Another frequently flogged drug is “Chantix,” to help you quit smoking. A lot of people don’t like to be around smokers, complaining of the smell. Considering that some of the side effects of “Chantix” include excessive intestinal gas combined with great difficulty in defecating and nausea, I wouldn’t sweat the smoke.
It seems that users of “Chantix” also have to contend with nightmares. Perhaps they are dreaming that they are taking “Xarelto” and have just upchucked a pound of Maxwell House?
One additional side effect of “Chantix” that I find curious is that it can cause the users to lose their voice. Now they can’t even apologize to everyone about all the gas they have been venting.
One last item.
I actually saw an ad for this one last night: “Latisse.”
“Latisse” is prescribed as a treatment for people who have excessive eyelashes. I’m not making this up. I don’t need to.

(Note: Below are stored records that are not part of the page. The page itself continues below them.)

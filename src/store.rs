//! Track storage.
//!
//! A track store is a durable mapping from track id (the source file name)
//! to the raw, unvalidated bytes of the uploaded file. Writing an existing
//! id replaces its bytes. Tracks are only ever removed all at once.

use std::collections::HashMap;
use std::sync::atomic::{AtomicBool, Ordering};
use std::sync::{Mutex, MutexGuard};

use crate::{Result, TrackError};

/// One stored track file.
#[derive(Debug, Clone, PartialEq, Eq)]
pub struct Track {
    /// Unique id, equal to the source file name
    pub id: String,
    /// Original file bytes, unchanged
    pub data: Vec<u8>,
}

impl Track {
    pub fn new(id: impl Into<String>, data: Vec<u8>) -> Self {
        Self {
            id: id.into(),
            data,
        }
    }
}

/// Durable key-value store of raw track files.
///
/// Every method may fail with [`TrackError::StorageUnavailable`].
pub trait TrackStore: Send + Sync {
    /// Insert or replace a track.
    fn put(&self, id: &str, data: &[u8]) -> Result<()>;

    /// Every stored track, in no particular order.
    fn get_all(&self) -> Result<Vec<Track>>;

    /// Remove every track. No partially cleared state is observable.
    fn clear(&self) -> Result<()>;

    /// Number of stored tracks.
    fn len(&self) -> Result<usize> {
        Ok(self.get_all()?.len())
    }

    fn is_empty(&self) -> Result<bool> {
        Ok(self.len()? == 0)
    }

    /// Store an upload batch.
    ///
    /// The default writes tracks one after another; implementations with
    /// transactions store the whole batch or nothing.
    fn put_many(&self, tracks: &[Track]) -> Result<()> {
        for track in tracks {
            self.put(&track.id, &track.data)?;
        }
        Ok(())
    }
}

/// In-memory track store.
///
/// Can be switched unavailable to exercise storage failure paths.
#[derive(Debug, Default)]
pub struct MemoryTrackStore {
    tracks: Mutex<HashMap<String, Vec<u8>>>,
    unavailable: AtomicBool,
}

impl MemoryTrackStore {
    pub fn new() -> Self {
        Self::default()
    }

    /// Simulate quota exhaustion or disabled storage.
    pub fn set_available(&self, available: bool) {
        self.unavailable.store(!available, Ordering::SeqCst);
    }

    fn lock(&self) -> Result<MutexGuard<'_, HashMap<String, Vec<u8>>>> {
        if self.unavailable.load(Ordering::SeqCst) {
            return Err(TrackError::storage("memory store disabled"));
        }
        self.tracks
            .lock()
            .map_err(|_| TrackError::storage("memory store lock poisoned"))
    }
}

impl TrackStore for MemoryTrackStore {
    fn put(&self, id: &str, data: &[u8]) -> Result<()> {
        self.lock()?.insert(id.to_string(), data.to_vec());
        Ok(())
    }

    fn get_all(&self) -> Result<Vec<Track>> {
        Ok(self
            .lock()?
            .iter()
            .map(|(id, data)| Track::new(id.clone(), data.clone()))
            .collect())
    }

    fn clear(&self) -> Result<()> {
        self.lock()?.clear();
        Ok(())
    }

    fn len(&self) -> Result<usize> {
        Ok(self.lock()?.len())
    }

    fn put_many(&self, tracks: &[Track]) -> Result<()> {
        // One lock for the whole batch
        let mut guard = self.lock()?;
        for track in tracks {
            guard.insert(track.id.clone(), track.data.clone());
        }
        Ok(())
    }
}
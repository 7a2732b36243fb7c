//! Weighted density grid.
//!
//! Headless rendition of the density layer: point samples are binned into
//! square cells (equirectangular approximation around the first sample's
//! latitude) and each cell gets a count and a clamped intensity.

use std::collections::HashMap;

use serde::Serialize;

use crate::{GpsPoint, HeatmapStyle};

const METERS_PER_DEG_LAT: f64 = 111_320.0;

/// One non-empty cell of the density grid.
#[derive(Debug, Clone, PartialEq, Serialize)]
pub struct DensityCell {
    pub row: i32,
    pub col: i32,
    /// Cell center for rendering
    pub center_lat: f64,
    pub center_lng: f64,
    /// Number of samples in the cell (duplicates included)
    pub count: u32,
    /// `count / max_intensity`, clamped to 1.0
    pub intensity: f32,
}

/// Sparse density grid.
#[derive(Debug, Clone, Default, PartialEq, Serialize)]
pub struct DensityGrid {
    /// Non-empty cells, densest first
    pub cells: Vec<DensityCell>,
    pub cell_size_meters: f64,
    pub total_samples: usize,
}

impl DensityGrid {
    pub fn build(samples: &[GpsPoint], style: &HeatmapStyle) -> Self {
        let cell_size = style.cell_size_meters;
        let Some(first) = samples.first() else {
            return Self {
                cells: Vec::new(),
                cell_size_meters: cell_size,
                total_samples: 0,
            };
        };

        let ref_lat = first.latitude;
        // Keep cells finite near the poles
        let lng_meters_per_deg = (METERS_PER_DEG_LAT * ref_lat.to_radians().cos()).max(1.0);

        let mut counts: HashMap<(i32, i32), u32> = HashMap::new();
        for p in samples {
            let row = ((p.latitude - ref_lat) * METERS_PER_DEG_LAT / cell_size).floor() as i32;
            let col = (p.longitude * lng_meters_per_deg / cell_size).floor() as i32;
            *counts.entry((row, col)).or_insert(0) += 1;
        }

        let mut cells: Vec<DensityCell> = counts
            .into_iter()
            .map(|((row, col), count)| DensityCell {
                row,
                col,
                center_lat: ref_lat + (row as f64 + 0.5) * cell_size / METERS_PER_DEG_LAT,
                center_lng: (col as f64 + 0.5) * cell_size / lng_meters_per_deg,
                count,
                intensity: (count as f64 / style.max_intensity).min(1.0) as f32,
            })
            .collect();

        cells.sort_by(|a, b| {
            b.count
                .cmp(&a.count)
                .then(a.row.cmp(&b.row))
                .then(a.col.cmp(&b.col))
        });

        Self {
            cells,
            cell_size_meters: cell_size,
            total_samples: samples.len(),
        }
    }

    pub fn max_count(&self) -> u32 {
        self.cells.first().map_or(0, |c| c.count)
    }

    pub fn is_empty(&self) -> bool {
        self.cells.is_empty()
    }
}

Assuming that this is a problem for you, or your llama, your doctor could write up a scrip for “Latisse,” but I’ll bet you are never warned that taking this drug might: cause you to have oozing eyes (really nice on a date), See haloes around objects and people (how 60’s), and (the kicker) change the color of the treated eye!
I once knew a person who had one blue eye and one brown eye. It was truly spooky and I had a hard time looking at him directly. Now you can do it in the privacy of your own home with “Latisse.”
I’m not sure all these TV ads are a good idea. Being a doctor is a tough job, they don’t need to be kibitzed by every patient who has seen some cockamamie ad on TV. They have the sales reps. from the drug companies to do that. Besides, the drug company people give them free samples and pocket protectors. What can you or I offer them?
“Would you like some coffee grounds?”